Stored items
··········

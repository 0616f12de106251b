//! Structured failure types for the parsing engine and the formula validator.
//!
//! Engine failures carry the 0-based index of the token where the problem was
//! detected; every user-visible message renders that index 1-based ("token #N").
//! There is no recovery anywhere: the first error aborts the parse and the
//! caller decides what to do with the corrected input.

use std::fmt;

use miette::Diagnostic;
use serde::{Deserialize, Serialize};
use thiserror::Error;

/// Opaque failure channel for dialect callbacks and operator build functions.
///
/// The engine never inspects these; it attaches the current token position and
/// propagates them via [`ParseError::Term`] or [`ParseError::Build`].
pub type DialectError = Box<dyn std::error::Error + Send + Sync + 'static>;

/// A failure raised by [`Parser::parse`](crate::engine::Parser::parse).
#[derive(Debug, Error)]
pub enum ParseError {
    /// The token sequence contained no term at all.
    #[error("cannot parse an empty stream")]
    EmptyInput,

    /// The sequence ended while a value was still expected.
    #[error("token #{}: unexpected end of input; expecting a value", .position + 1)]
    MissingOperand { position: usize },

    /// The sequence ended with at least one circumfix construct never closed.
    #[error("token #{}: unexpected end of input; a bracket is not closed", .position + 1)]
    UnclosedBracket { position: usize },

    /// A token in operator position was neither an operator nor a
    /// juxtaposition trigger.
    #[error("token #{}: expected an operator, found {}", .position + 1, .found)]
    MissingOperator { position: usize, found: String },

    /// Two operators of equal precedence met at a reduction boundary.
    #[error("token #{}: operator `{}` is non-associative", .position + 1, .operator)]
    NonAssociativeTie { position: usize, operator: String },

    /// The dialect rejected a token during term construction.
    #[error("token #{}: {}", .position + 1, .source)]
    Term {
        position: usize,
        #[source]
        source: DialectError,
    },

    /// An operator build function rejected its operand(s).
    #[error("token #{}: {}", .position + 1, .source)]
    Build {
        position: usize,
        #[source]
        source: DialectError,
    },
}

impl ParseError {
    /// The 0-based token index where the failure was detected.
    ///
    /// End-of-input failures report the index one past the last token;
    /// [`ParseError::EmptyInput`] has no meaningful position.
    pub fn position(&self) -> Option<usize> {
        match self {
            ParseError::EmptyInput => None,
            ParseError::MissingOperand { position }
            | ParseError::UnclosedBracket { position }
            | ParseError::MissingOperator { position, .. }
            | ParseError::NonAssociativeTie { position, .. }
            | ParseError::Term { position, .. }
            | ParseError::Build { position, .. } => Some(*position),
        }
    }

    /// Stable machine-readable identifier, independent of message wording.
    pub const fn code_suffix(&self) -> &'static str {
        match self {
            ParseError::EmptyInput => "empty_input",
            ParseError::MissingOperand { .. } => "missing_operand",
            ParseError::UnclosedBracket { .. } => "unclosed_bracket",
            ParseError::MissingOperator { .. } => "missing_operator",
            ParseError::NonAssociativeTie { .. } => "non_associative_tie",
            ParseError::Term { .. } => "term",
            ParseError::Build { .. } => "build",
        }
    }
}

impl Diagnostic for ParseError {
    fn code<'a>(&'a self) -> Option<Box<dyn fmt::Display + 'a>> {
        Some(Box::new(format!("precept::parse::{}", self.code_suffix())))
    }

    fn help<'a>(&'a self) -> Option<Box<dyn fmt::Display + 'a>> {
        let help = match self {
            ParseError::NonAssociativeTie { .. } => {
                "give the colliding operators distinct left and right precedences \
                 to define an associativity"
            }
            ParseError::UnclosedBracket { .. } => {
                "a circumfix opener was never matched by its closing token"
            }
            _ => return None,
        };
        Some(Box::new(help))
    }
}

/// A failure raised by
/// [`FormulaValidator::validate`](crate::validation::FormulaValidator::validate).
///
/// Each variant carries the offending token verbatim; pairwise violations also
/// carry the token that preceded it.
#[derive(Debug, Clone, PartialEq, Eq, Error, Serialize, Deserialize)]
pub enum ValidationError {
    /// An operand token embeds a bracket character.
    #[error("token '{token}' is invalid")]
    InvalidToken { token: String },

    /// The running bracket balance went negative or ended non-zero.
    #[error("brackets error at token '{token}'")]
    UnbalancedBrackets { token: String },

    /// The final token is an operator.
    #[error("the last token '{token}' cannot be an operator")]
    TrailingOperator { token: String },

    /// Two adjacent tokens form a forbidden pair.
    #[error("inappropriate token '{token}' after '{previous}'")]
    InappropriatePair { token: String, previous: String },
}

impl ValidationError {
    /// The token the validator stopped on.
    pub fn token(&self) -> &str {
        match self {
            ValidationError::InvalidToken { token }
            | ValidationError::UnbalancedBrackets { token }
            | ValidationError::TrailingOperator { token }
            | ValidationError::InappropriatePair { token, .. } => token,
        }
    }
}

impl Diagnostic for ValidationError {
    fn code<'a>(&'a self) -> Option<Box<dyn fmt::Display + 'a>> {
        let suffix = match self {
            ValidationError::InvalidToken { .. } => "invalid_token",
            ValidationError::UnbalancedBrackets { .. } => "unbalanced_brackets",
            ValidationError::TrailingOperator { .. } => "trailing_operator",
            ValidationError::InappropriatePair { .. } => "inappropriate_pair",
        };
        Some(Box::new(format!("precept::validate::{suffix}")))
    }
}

··········

- **What you will do**
Your answer must consist only of the lines from the start of the records above through the line with "#[derive(Debug, Error)]", each retyped exactly.

- **Answer section**
repository 0616f12de106251b
//! Structured failure types for the parsing engine and the formula validator.
//!
//! Engine failures carry the 0-based index of the token where the problem was
//! detected; every user-visible message renders that index 1-based ("token #N").
//! There is no recovery anywhere: the first error aborts the parse and the
//! caller decides what to do with the corrected input.

use std::fmt;

use miette::Diagnostic;
use serde::{Deserialize, Serialize};
use thiserror::Error;

/// Opaque failure channel for dialect callbacks and operator build functions.
///
/// The engine never inspects these; it attaches the current token position and
/// propagates them via [`ParseError::Term`] or [`ParseError::Build`].
pub type DialectError = Box<dyn std::error::Error + Send + Sync + 'static>;

/// A failure raised by [`Parser::parse`](crate::engine::Parser::parse).
#[derive(Debug, Error)]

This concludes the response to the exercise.